Iranduba ao ataque em estreia no Brasileiro

Foto: Eraldo Lopes

Diogo Rocha /vencer@diarioam.com.br

Manaus – Entre a emoção e o dever. Este será o clima do reencontro das jogadoras do Iranduba da Amazônia com a equipe do Kindermann-SC, em Caçador (SC), pela estreia na Série A1 do Campeonato Brasileiro, neste domingo, às 14h30 (de Manaus), no Estádio Carlos Neves. Pelo menos 15 atletas do Hulk, das 34 presentes no elenco, já atuaram pelo time catarinense.

No ano passado, o Iranduba ganhou os reforços de jogadoras ‘importadas’, a maioria vinda do Kindermann, que desativou a equipe feminina, em 2016, após o assassinato do técnico do time, Josué Henrique Kaercher. Para o diretor de futebol, Lauro Tentardini, que também migrou de Santa Catarina para o Amazonas, o conhecimento sobre o adversário, que recebeu de volta jogadoras do Verdão, neste ano, como as laterais Bruna Calderan e Roberta, não é tão vantajosa.

“As meninas conhecem o campo de Caçador, mas o Salézio (Kindermann, presidente do clube) conhece o estilo delas jogarem. Elas conhecem tudo do Kindermann e eles sabem tudo sobre nossas jogadoras”, disse Tentardini.

Para o técnico Sérgio Duarte, o grupo do Iranduba, que é hexacampeão do Amazonense, precisa aprender a trabalhar o fator psicológico. “Acredito que (o conhecimento pessoal das jogadoras sobre o Kindermann) aguça para o jogo a vontade de querer mostrar serviço e vencer. Mas, tanto as jogadoras do Iranduba quanto do Kindermann, como as que já tiveram aqui, saberão dividir, porque se levar para o lado da paixão, pode tirar o discernimento, dentro de campo, e o rendimento pode não ser o melhor”, afirmou o treinador.

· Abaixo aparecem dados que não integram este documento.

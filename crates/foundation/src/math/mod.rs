pub mod ecef;
pub mod geodesy;
pub mod vec;

pub use ecef::*;
pub use geodesy::*;
pub use vec::*;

A postura do Hulk diante do Kindermann, conforme o técnico, será ofensiva. “É um jogo difícil, fora de casa, e tem uma viagem desgastante (de Manaus, com a escala em São Paulo e Curitiba-PR para ir, de ônibus, até Caçador). Estamos preparados para o espírito de sacrifício e saber sofrer pressão. Algo é certo, a equipe do Iranduba não vai a Caçador para se defender, longe de nós abrir mão de atacar e tomar iniciativa do jogo”, disse Duarte.

Catarinense de Ibicaré, a volante Djeni Becker teve uma carreira vitoriosa formada no Kindermann. Ela acredita que enfrentar o antigo clube tem um ‘gostinho diferente’. “Vamos jogar, praticamente, na nossa casa, claro, terá uma pressão muito forte. Mas estamos prontos para aguentar, dentro e fora de campo. O bom que teremos também nossos familiares e amigos torcendo por nós”, disse Djeni.

Neste ano, 12 novas jogadoras desembarcaram em Manaus para integrar o time.